Site specific descriptors for oxygen evolution reaction activity on single atom catalysts using QMML

Abstract

Descriptors are properties or parameters of a material that are used to explain any catalytic activity both computationally and experimentally. Such descriptors aid in designing the material's properties to obtain an efficient catalyst. For transition metals, the d-band center is a well-known descriptor that shows a Sabatier type relationship for several catalytic reactions. However, it fails to explain the activity when considering the same metal active site with a varying local environment. To address this, density functional theory was used for single atom catalysts (SACs) embedded on armchair and zigzag graphene nanoribbons (AGNR and ZGNR). By varying the anchoring nitrogen atoms' orientation and considering pristine and doped cases, 432 active sites were used to test the oxygen evolution reaction (OER) activity. It was observed that S and SO₂ dopants help in reducing the overpotential on Co-SAC (η = 0.28 V). Along with the d-band center, a total of 105 possible descriptors were individually tested and failed to correlate with the OER activity.
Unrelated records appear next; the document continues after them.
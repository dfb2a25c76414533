//! Identity gate: resolves a verified user from the session credential or
//! fails closed. Sign-up and sign-in live with the managed identity
//! provider; this service only validates the signed session token it issued.

use axum::{
    extract::{Request, State},
    http::{header, HeaderMap},
    middleware::Next,
    response::Response,
};
use axum_extra::extract::CookieJar;
use jsonwebtoken::{decode, DecodingKey, Validation};
use serde::{Deserialize, Serialize};

use crate::errors::AppError;
use crate::state::AppState;

/// Cookie holding the session token. An `Authorization: Bearer` header is
/// accepted as an equivalent transport.
pub const SESSION_COOKIE: &str = "session_token";

/// Claims carried by the session token.
#[derive(Debug, Serialize, Deserialize)]
pub struct Claims {
    /// Subject (stable user id).
    pub sub: String,
    /// Verified email address; storage namespaces derive from this.
    pub email: String,
    /// Expiry (seconds since epoch).
    pub exp: usize,
}

/// Verified caller identity, inserted into request extensions by the gate.
#[derive(Debug, Clone)]
pub struct SessionUser {
    pub id: String,
    pub email: String,
}

/// Validates session tokens against the shared signing secret.
#[derive(Clone)]
pub struct SessionVerifier {
    decoding_key: DecodingKey,
    validation: Validation,
}

impl SessionVerifier {
    pub fn new(secret: &str) -> Self {
        Self {
            decoding_key: DecodingKey::from_secret(secret.as_bytes()),
            validation: Validation::default(),
        }
    }

    /// Checks signature and expiry; any defect fails closed.
    pub fn verify(&self, token: &str) -> Result<SessionUser, AppError> {
        let data = decode::<Claims>(token, &self.decoding_key, &self.validation)
            .map_err(|_| AppError::Unauthorized)?;
        Ok(SessionUser {
            id: data.claims.sub,
            email: data.claims.email,
        })
    }
}

/// Middleware applied to every storage-backed route. A request without a
/// verifiable session never reaches a handler.
pub async fn authenticate(
    State(state): State<AppState>,
    headers: HeaderMap,
    mut request: Request,
    next: Next,
) -> Result<Response, AppError> {
    let jar = CookieJar::from_headers(&headers);
    let token = jar
        .get(SESSION_COOKIE)
        .map(|c| c.value().to_string())
        .filter(|v| !v.is_empty())
        .or_else(|| bearer_token(&headers));

    let Some(token) = token else {
        tracing::warn!("session token missing, request rejected");
        return Err(AppError::Unauthorized);
    };

    let user = state.sessions.verify(&token)?;
    request.extensions_mut().insert(user);
    Ok(next.run(request).await)
}

fn bearer_token(headers: &HeaderMap) -> Option<String> {
    headers
        .get(header::AUTHORIZATION)
        .and_then(|v| v.to_str().ok())
        .and_then(|v| v.strip_prefix("Bearer "))
        .map(|v| v.to_string())
}
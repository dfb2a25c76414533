//! HTTP handlers for the resume lifecycle: upload, delete, and presigned
//! download. Every entrypoint runs behind the identity gate; delete and
//! download additionally check ownership of the caller-supplied key.

use axum::extract::rejection::JsonRejection;
use axum::extract::{Multipart, Query, State};
use axum::{Extension, Json};
use bytes::Bytes;
use chrono::{SecondsFormat, Utc};
use serde::{Deserialize, Serialize};

use crate::auth::SessionUser;
use crate::errors::AppError;
use crate::models::resume::ResumeRecord;
use crate::naming::{ensure_owned, resume_key};
use crate::state::AppState;
use crate::storage::DEFAULT_PRESIGN_TTL;

/// Max accepted resume size: 5 MiB.
pub const MAX_FILE_SIZE: usize = 5 * 1024 * 1024;

/// Body ceiling for the upload route, slightly above the file ceiling so a
/// just-oversized file still parses and gets the precise validation message.
pub const MAX_UPLOAD_BODY_BYTES: usize = MAX_FILE_SIZE + 1024 * 1024;

/// MIME types accepted for upload, matched by value only.
const ALLOWED_TYPES: &[&str] = &[
    "application/pdf",
    "application/msword",
    "application/vnd.openxmlformats-officedocument.wordprocessingml.document",
];

#[derive(Debug, Serialize)]
pub struct UploadResponse {
    pub success: bool,
    pub data: ResumeRecord,
}

#[derive(Debug, Serialize)]
pub struct DeleteResponse {
    pub success: bool,
}

#[derive(Debug, Serialize)]
pub struct DownloadResponse {
    pub success: bool,
    pub url: String,
}

#[derive(Debug, Deserialize)]
pub struct DeleteRequest {
    #[serde(rename = "s3Key")]
    pub s3_key: Option<String>,
}

#[derive(Debug, Deserialize)]
pub struct DownloadQuery {
    #[serde(rename = "s3Key")]
    pub s3_key: Option<String>,
}

/// POST /api/resume/upload
///
/// The storage key is constructed from the verified identity, so no
/// ownership check is needed here; a put failure aborts with no metadata
/// produced.
pub async fn upload_resume(
    State(state): State<AppState>,
    Extension(user): Extension<SessionUser>,
    multipart: Multipart,
) -> Result<Json<UploadResponse>, AppError> {
    let (file_name, content_type, data) = read_file_field(multipart).await?;
    validate_upload(&content_type, data.len())?;

    let timestamp = Utc::now().timestamp_millis();
    let s3_key = resume_key(&user.email, timestamp, &file_name);

    state.store.put(&s3_key, data, &content_type).await?;

    let record = ResumeRecord {
        id: timestamp.to_string(),
        file_name,
        s3_key,
        uploaded_date: Utc::now().to_rfc3339_opts(SecondsFormat::Millis, true),
    };

    Ok(Json(UploadResponse {
        success: true,
        data: record,
    }))
}

/// DELETE /api/resume/delete
///
/// Best-effort against the remote store: the client clears its local record
/// whatever this returns, so a failed remote delete leaves an orphaned
/// object but never a dangling local reference.
pub async fn delete_resume(
    State(state): State<AppState>,
    Extension(user): Extension<SessionUser>,
    body: Result<Json<DeleteRequest>, JsonRejection>,
) -> Result<Json<DeleteResponse>, AppError> {
    let Json(request) =
        body.map_err(|_| AppError::Validation("Invalid request body".to_string()))?;
    let s3_key = require_key(request.s3_key)?;
    ensure_owned(&user.email, &s3_key)?;

    state.store.delete(&s3_key).await?;

    Ok(Json(DeleteResponse { success: true }))
}

/// GET /api/resume?s3Key=...
///
/// Returns a time-boxed download URL; the URL itself carries the access
/// grant and the server holds no further session over its use.
pub async fn download_resume(
    State(state): State<AppState>,
    Extension(user): Extension<SessionUser>,
    Query(query): Query<DownloadQuery>,
) -> Result<Json<DownloadResponse>, AppError> {
    let s3_key = require_key(query.s3_key)?;
    ensure_owned(&user.email, &s3_key)?;

    let url = state.store.presign_get(&s3_key, DEFAULT_PRESIGN_TTL).await?;

    Ok(Json(DownloadResponse { success: true, url }))
}

/// Pulls the first `file` field out of the multipart payload; other fields
/// are skipped.
async fn read_file_field(mut multipart: Multipart) -> Result<(String, String, Bytes), AppError> {
    while let Some(field) = multipart
        .next_field()
        .await
        .map_err(|e| AppError::Validation(format!("Malformed multipart payload: {e}")))?
    {
        if field.name() != Some("file") {
            continue;
        }
        let file_name = field.file_name().unwrap_or("resume").to_string();
        let content_type = field
            .content_type()
            .unwrap_or("application/octet-stream")
            .to_string();
        let data = field
            .bytes()
            .await
            .map_err(|e| AppError::Validation(format!("Malformed multipart payload: {e}")))?;
        return Ok((file_name, content_type, data));
    }

    Err(AppError::Validation("No file provided".to_string()))
}

/// Content-type allow-list and size ceiling; violations produce no side
/// effect on the store.
fn validate_upload(content_type: &str, size: usize) -> Result<(), AppError> {
    if !ALLOWED_TYPES.contains(&content_type) {
        return Err(AppError::Validation(
            "Invalid file type. Please upload a PDF or Word document.".to_string(),
        ));
    }
    if size > MAX_FILE_SIZE {
        return Err(AppError::Validation(
            "File too large. Maximum size is 5MB.".to_string(),
        ));
    }
    Ok(())
}

fn require_key(key: Option<String>) -> Result<String, AppError> {
    match key {
        Some(k) if !k.is_empty() => Ok(k),
        _ => Err(AppError::Validation("No S3 key provided".to_string())),
    }
}

#[cfg(test)]
mod tests {
    use super::*;

    #[test]
    fn test_validate_accepts_each_allowed_type() {
        for mime in ALLOWED_TYPES {
            validate_upload(mime, 1200).unwrap();
        }
    }

    #[test]
    fn test_validate_rejects_other_types() {
        for mime in ["text/plain", "image/png", "application/octet-stream", ""] {
            assert!(matches!(
                validate_upload(mime, 1200),
                Err(AppError::Validation(_))
            ));
        }
    }

    #[test]
    fn test_validate_size_boundary() {
        // Exactly 5 MiB is accepted; one byte more is not.
        validate_upload("application/pdf", 5_242_880).unwrap();
        assert!(matches!(
            validate_upload("application/pdf", 5_242_881),
            Err(AppError::Validation(_))
        ));
    }

    #[test]
    fn test_validate_checks_type_before_size() {
        let err = validate_upload("text/plain", 6_000_000).unwrap_err();
        let AppError::Validation(msg) = err else {
            panic!("expected validation error");
        };
        assert!(msg.contains("Invalid file type"));
    }

    #[test]
    fn test_require_key_rejects_missing_and_empty() {
        assert!(require_key(None).is_err());
        assert!(require_key(Some(String::new())).is_err());
        assert_eq!(
            require_key(Some("users/a_at_b.com/x".to_string())).unwrap(),
            "users/a_at_b.com/x"
        );
    }

    #[test]
    fn test_upload_response_wire_shape() {
        let response = UploadResponse {
            success: true,
            data: ResumeRecord {
                id: "1722470400000".to_string(),
                file_name: "resume.docx".to_string(),
                s3_key: "users/jane.doe_at_x.com/original-resumes/1722470400000_resume.docx"
                    .to_string(),
                uploaded_date: "2026-08-07T12:00:00.000Z".to_string(),
            },
        };
        let value = serde_json::to_value(&response).unwrap();
        assert_eq!(value["success"], serde_json::json!(true));
        assert_eq!(value["data"]["fileName"], "resume.docx");
        assert_eq!(
            value["data"]["s3Key"],
            "users/jane.doe_at_x.com/original-resumes/1722470400000_resume.docx"
        );
    }

    #[test]
    fn test_delete_request_accepts_camel_case_key() {
        let request: DeleteRequest =
            serde_json::from_str(r#"{"s3Key":"users/a_at_b.com/original-resumes/1_r.pdf"}"#)
                .unwrap();
        assert_eq!(
            request.s3_key.as_deref(),
            Some("users/a_at_b.com/original-resumes/1_r.pdf")
        );

        let missing: DeleteRequest = serde_json::from_str("{}").unwrap();
        assert!(missing.s3_key.is_none());
    }
}
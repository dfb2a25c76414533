use axum::Json;
use serde_json::{json, Value};

/// GET /health
/// Returns a simple status object with service version.
pub async fn health_handler() -> Json<Value> {
    Json(json!({
        "status": "ok",
        "version": env!("CARGO_PKG_VERSION"),
        "service": "jobsearch-api"
    }))
}
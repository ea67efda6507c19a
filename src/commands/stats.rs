//! Statistics of a decision tree
//!
//! Replays every potential solution through the tree and summarises how many
//! guesses each one takes.

use super::build::SearchConfig;
use crate::core::Word;
use crate::error::SolverError;
use crate::solver::{DecisionTree, FeedbackCache};
use anyhow::Result;
use std::collections::BTreeMap;

/// Secrets listed as the hardest in a report
const HARDEST_SHOWN: usize = 10;

/// Guess counts over every potential solution
#[derive(Debug, Clone)]
pub struct TreeStatistics {
    pub first_guess: String,
    pub secrets: usize,
    pub total_guesses: usize,
    pub average_depth: f64,
    pub max_depth: usize,
    /// Number of secrets solved with each guess count
    pub distribution: BTreeMap<usize, usize>,
    /// Secrets needing `max_depth` guesses, alphabetically
    pub hardest: Vec<String>,
}

impl TreeStatistics {
    /// Play every secret in `solutions` through `tree`
    ///
    /// # Errors
    /// Returns `SolverError::UnreachableSecret` if the tree never guesses one
    /// of the solutions.
    ///
    /// # Examples
    /// ```
    /// use wordle_tree::commands::TreeStatistics;
    /// use wordle_tree::core::Vocabulary;
    /// use wordle_tree::solver::{FeedbackCache, SearchParams, TreeBuilder};
    ///
    /// let vocabulary = Vocabulary::new(["abcde", "fghij"], ["klmno"]).unwrap();
    /// let cache = FeedbackCache::for_vocabulary(&vocabulary);
    /// let tree = TreeBuilder::new(&vocabulary, &cache, SearchParams::default())
    ///     .build(None)
    ///     .unwrap();
    ///
    /// let stats = TreeStatistics::collect(&tree, vocabulary.solutions()).unwrap();
    /// assert_eq!(stats.total_guesses, 3);
    /// assert_eq!(stats.hardest, ["fghij"]);
    /// ```
    pub fn collect(tree: &DecisionTree<'_>, solutions: &[Word]) -> Result<Self, SolverError> {
        let mut depths = Vec::with_capacity(solutions.len());
        for secret in solutions {
            let guesses = tree
                .guesses_for(secret)
                .ok_or_else(|| SolverError::UnreachableSecret(secret.text().to_string()))?;
            depths.push((secret, guesses.len()));
        }

        let total_guesses: usize = depths.iter().map(|(_, depth)| depth).sum();
        let max_depth = depths.iter().map(|(_, depth)| *depth).max().unwrap_or(0);

        let mut distribution = BTreeMap::new();
        for (_, depth) in &depths {
            *distribution.entry(*depth).or_insert(0) += 1;
        }

        let mut hardest: Vec<String> = depths
            .iter()
            .filter(|(_, depth)| *depth == max_depth)
            .map(|(secret, _)| secret.text().to_string())
            .collect();
        hardest.sort_unstable();
        hardest.truncate(HARDEST_SHOWN);

        Ok(Self {
            first_guess: tree.first_guess().text().to_string(),
            secrets: solutions.len(),
            total_guesses,
            average_depth: if solutions.is_empty() {
                0.0
            } else {
                total_guesses as f64 / solutions.len() as f64
            },
            max_depth,
            distribution,
            hardest,
        })
    }
}

/// Build the tree and compute its statistics
///
/// # Errors
/// Returns an error if the word lists cannot be loaded or the search fails.
pub fn run_stats(config: &SearchConfig) -> Result<TreeStatistics> {
    let vocabulary = config.vocabulary()?;
    let cache = FeedbackCache::for_vocabulary(&vocabulary);
    let outcome = config.search(&vocabulary, &cache)?;
    Ok(TreeStatistics::collect(&outcome.tree, vocabulary.solutions())?)
}
//! Vocabulary word representation
//!
//! A `Word` is a 5-letter lowercase word with a stable identifier and a
//! per-letter multiplicity table used by the feedback encoder.

use std::fmt;
use std::hash::{Hash, Hasher};
use thiserror::Error;

/// Number of letters in every word
pub const WORD_LENGTH: usize = 5;

/// Size of the Latin alphabet the words are drawn from
pub const ALPHABET_SIZE: usize = 26;

/// Stable identifier of a word inside one vocabulary
///
/// Identifiers are contiguous from zero across the solution and guess lists,
/// so they double as indices into the feedback cache.
#[derive(Debug, Clone, Copy, PartialEq, Eq, PartialOrd, Ord, Hash)]
pub struct WordId(u32);

impl WordId {
    #[inline]
    #[must_use]
    pub const fn new(index: u32) -> Self {
        Self(index)
    }

    /// The identifier as a slice index
    #[inline]
    #[must_use]
    pub const fn index(self) -> usize {
        self.0 as usize
    }
}

/// Error type for invalid words
#[derive(Debug, Clone, PartialEq, Eq, Error)]
pub enum WordError {
    #[error("word must be exactly {WORD_LENGTH} letters, got {0}")]
    InvalidLength(usize),
    #[error("word must contain only ASCII letters")]
    NonAscii,
    #[error("word contains invalid characters")]
    InvalidCharacters,
}

/// A 5-letter word with its identifier and letter multiplicities
///
/// Equality and hashing look at the identifier only: two words with the same
/// text but different identifiers are different vocabulary entries.
#[derive(Debug, Clone)]
pub struct Word {
    id: WordId,
    text: String,
    letters: [u8; WORD_LENGTH],
    counts: [u8; ALPHABET_SIZE],
}

impl Word {
    /// Create a new Word from a string
    ///
    /// # Errors
    /// Returns `WordError` if:
    /// - Length is not exactly 5
    /// - Contains non-ASCII characters
    /// - Contains non-alphabetic characters
    ///
    /// # Examples
    /// ```
    /// use wordle_tree::core::{Word, WordId};
    ///
    /// let word = Word::new(WordId::new(0), "Crane").unwrap();
    /// assert_eq!(word.text(), "crane");
    /// assert_eq!(word.count_of(b'a'), 1);
    ///
    /// assert!(Word::new(WordId::new(1), "too long").is_err());
    /// assert!(Word::new(WordId::new(2), "sh0rt").is_err());
    /// ```
    pub fn new(id: WordId, text: impl Into<String>) -> Result<Self, WordError> {
        let text: String = text.into().to_lowercase();

        if !text.is_ascii() {
            return Err(WordError::NonAscii);
        }

        let letters: [u8; WORD_LENGTH] = text
            .as_bytes()
            .try_into()
            .map_err(|_| WordError::InvalidLength(text.len()))?;

        if !letters.iter().all(u8::is_ascii_lowercase) {
            return Err(WordError::InvalidCharacters);
        }

        let mut counts = [0u8; ALPHABET_SIZE];
        for &letter in &letters {
            counts[letter_index(letter)] += 1;
        }

        Ok(Self {
            id,
            text,
            letters,
            counts,
        })
    }

    #[inline]
    #[must_use]
    pub const fn id(&self) -> WordId {
        self.id
    }

    /// Get the word as a string slice
    #[inline]
    #[must_use]
    pub fn text(&self) -> &str {
        &self.text
    }

    /// Get the word as a byte array
    #[inline]
    #[must_use]
    pub const fn letters(&self) -> &[u8; WORD_LENGTH] {
        &self.letters
    }

    /// Multiplicity of every letter, indexed by `letter - b'a'`
    #[inline]
    #[must_use]
    pub const fn counts(&self) -> &[u8; ALPHABET_SIZE] {
        &self.counts
    }

    /// How many times `letter` occurs in the word
    #[inline]
    #[must_use]
    pub fn count_of(&self, letter: u8) -> u8 {
        if letter.is_ascii_lowercase() {
            self.counts[letter_index(letter)]
        } else {
            0
        }
    }
}

/// Position of a lowercase ASCII letter in the alphabet
#[inline]
pub(crate) const fn letter_index(letter: u8) -> usize {
    (letter - b'a') as usize
}

impl PartialEq for Word {
    fn eq(&self, other: &Self) -> bool {
        self.id == other.id
    }
}

impl Eq for Word {}

impl Hash for Word {
    fn hash<H: Hasher>(&self, state: &mut H) {
        self.id.hash(state);
    }
}

impl fmt::Display for Word {
    fn fmt(&self, f: &mut fmt::Formatter<'_>) -> fmt::Result {
        write!(f, "{}", self.text)
    }
}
Furthermore, PCA was employed to narrow down unique descriptors, and machine learning algorithms (MLR, RR, SVR, RFR, BRR, LASSO, KNN and XGR) were trained on the two obtained descriptors. Among the models, SVR and RFR models showed the highest performances with R² = 0.89 and 0.88 on test data. This work shows the necessity for a multi-descriptor approach to explain OER catalytic activity on SACs and the approach would help in identifying similar descriptors for other catalytic reactions as well.